Resolveu ir pra casa, entrou e foi pro aposento. Quando menos esperou olhou-se no espelho e estava de cabelos brancos: assustou-se. Virou para o lado e se deixou cair na cama com lassidão.
         Vez ou outra, porém, não esmorecia, conquistava com a lábia atrevida alguma mulher que surgisse. Uma noite saiu com uma de fazer inveja aos jovens, inclusive a mim também. Estava ele a olhar uns rapazes nalguma manifestação quando notou alguém aproximar-se:
- Olá velhote, tudo bem?
- Ah!, oh!, quem é? Mais ou menos, mais ou menos.
Diante daquela bela jovem ao seu lado, levou-a para casa. Tinha feito no dia anterior oitenta anos bem vividos. E jurou consigo mesmo: homem que é homem morre de pau duro.

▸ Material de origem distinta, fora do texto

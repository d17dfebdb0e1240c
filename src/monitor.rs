//! Capacity monitor
//!
//! A long-lived loop that periodically measures the store's
//! as-if-compressed footprint and record count, publishes a report, and
//! evicts the oldest 20% when either threshold is crossed. Ticks run on
//! the blocking pool; interval ticks that elapse meanwhile are lost, and
//! ticks that land while an eviction is still in flight are skipped
//! entirely, not queued.

use std::sync::Arc;
use std::sync::atomic::{AtomicBool, Ordering};

use tokio::sync::{broadcast, watch};
use tokio::task::JoinHandle;
use tokio::time::MissedTickBehavior;
use tracing::{debug, info, warn};

use crate::compress::compressed_len;
use crate::config::CapacityConfig;
use crate::error::LogStoreError;
use crate::store::LogStore;

/// One capacity measurement over the full record set
#[derive(Debug, Clone, Copy, PartialEq)]
pub struct CapacityReport {
    /// Sum of per-record compressed sizes, in MB
    pub size_in_mb: f64,
    /// Record count
    pub count: u64,
}

/// Records to evict for a given count: `floor(min(count * 0.2, rolling))`
pub fn delete_count_for(count: u64, rolling_delete_count: u64) -> u64 {
    (count as f64 * 0.2).min(rolling_delete_count as f64).floor() as u64
}

/// Scan and eviction state shared with in-flight ticks
struct MonitorInner {
    store: Arc<LogStore>,
    config: CapacityConfig,
    /// Set while an eviction batch is in flight; ticks landing then are
    /// skipped, and no second batch is started.
    evicting: AtomicBool,
    report_tx: watch::Sender<Option<CapacityReport>>,
}

/// The capacity monitor background task
pub struct CapacityMonitor {
    inner: Arc<MonitorInner>,
    shutdown_rx: broadcast::Receiver<()>,
}

impl CapacityMonitor {
    /// Spawn the monitor loop
    pub fn spawn(
        store: Arc<LogStore>,
        config: CapacityConfig,
        report_tx: watch::Sender<Option<CapacityReport>>,
        shutdown_rx: broadcast::Receiver<()>,
    ) -> JoinHandle<()> {
        let monitor = Self {
            inner: Arc::new(MonitorInner {
                store,
                config,
                evicting: AtomicBool::new(false),
                report_tx,
            }),
            shutdown_rx,
        };
        tokio::spawn(async move {
            monitor.run().await;
        })
    }

    /// Run the scan loop until shutdown
    async fn run(mut self) {
        info!(
            interval_secs = self.inner.config.scan_interval.as_secs(),
            max_count = self.inner.config.max_count,
            max_size_mb = self.inner.config.max_size_mb,
            "Capacity monitor started"
        );

        let mut interval = tokio::time::interval(self.inner.config.scan_interval);
        // Ticks that elapse during a slow scan are lost, not fired in a
        // burst afterwards.
        interval.set_missed_tick_behavior(MissedTickBehavior::Skip);

        loop {
            tokio::select! {
                _ = self.shutdown_rx.recv() => {
                    info!("Capacity monitor shutting down");
                    break;
                }
                _ = interval.tick() => {
                    if self.inner.evicting.load(Ordering::Acquire) {
                        debug!("Eviction in flight, skipping scan tick");
                        continue;
                    }
                    // Per-record compression is CPU work; keep it off the
                    // runtime worker threads. Errors end the tick; the
                    // loop itself never terminates on error.
                    let inner = Arc::clone(&self.inner);
                    tokio::task::spawn_blocking(move || {
                        if let Err(e) = inner.tick() {
                            warn!(error = %e, "Capacity tick failed");
                        }
                    });
                }
            }
        }
    }
}

impl MonitorInner {
    /// One scan, and an eviction if either threshold is crossed
    fn tick(&self) -> Result<(), LogStoreError> {
        let report = match self.scan() {
            Ok(report) => report,
            Err(e) => {
                let _ = self.report_tx.send(None);
                return Err(e);
            }
        };
        let _ = self.report_tx.send(Some(report));

        debug!(
            size_in_mb = report.size_in_mb,
            count = report.count,
            "Capacity scan complete"
        );

        if !self.over_threshold(&report) {
            return Ok(());
        }

        let delete_count = delete_count_for(report.count, self.config.rolling_delete_count);

        // One eviction batch at a time; a scan that raced an in-flight
        // eviction leaves the batch to it.
        if self
            .evicting
            .compare_exchange(false, true, Ordering::AcqRel, Ordering::Acquire)
            .is_err()
        {
            debug!("Eviction already in flight, not starting another batch");
            return Ok(());
        }

        info!(
            count = report.count,
            size_in_mb = report.size_in_mb,
            delete_count = delete_count,
            "Capacity threshold exceeded, evicting oldest records"
        );

        let result = self.store.delete_top_n(delete_count);
        self.evicting.store(false, Ordering::Release);

        let deleted = result?;
        info!(deleted = deleted, "Eviction complete");
        Ok(())
    }

    /// Cursor over all records, compressing each individually
    ///
    /// Measures the footprint as-if-compressed, matching the quota
    /// semantics of the export size limit, not the bytes actually stored.
    fn scan(&self) -> Result<CapacityReport, LogStoreError> {
        self.store.open()?;

        let mut total_compressed = 0usize;
        let mut count = 0u64;
        self.store
            .find_all_in_chunks(self.config.chunk_size, |chunk| {
                for record in chunk {
                    total_compressed += compressed_len(record.line.as_bytes())?;
                    count += 1;
                }
                Ok(())
            })?;

        Ok(CapacityReport {
            size_in_mb: total_compressed as f64 / (1024.0 * 1024.0),
            count,
        })
    }

    fn over_threshold(&self, report: &CapacityReport) -> bool {
        report.count > self.config.max_count || report.size_in_mb > self.config.max_size_mb
    }
}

  Talvez a mulher quisesse fantasiar algo com ele, parecia disposta, o mesmo a deitar-se nu e suspirando de contentamento, o coração disparando. Deu um fungado rouco e longo, adormecendo em cima da jovem rapariga. Não suportou imensa emoção.
  Então, ela jogou-o de lado e tentou reanimá-lo. Gritou desesperada. Ele ali, estirado na cama, com o possuído ereto. E teria dito horas antes balbuciando para si: “Morro, mas morro satisfeito”.         

      No velório algumas pessoas riam diante de uma saliência dentre suas pernas.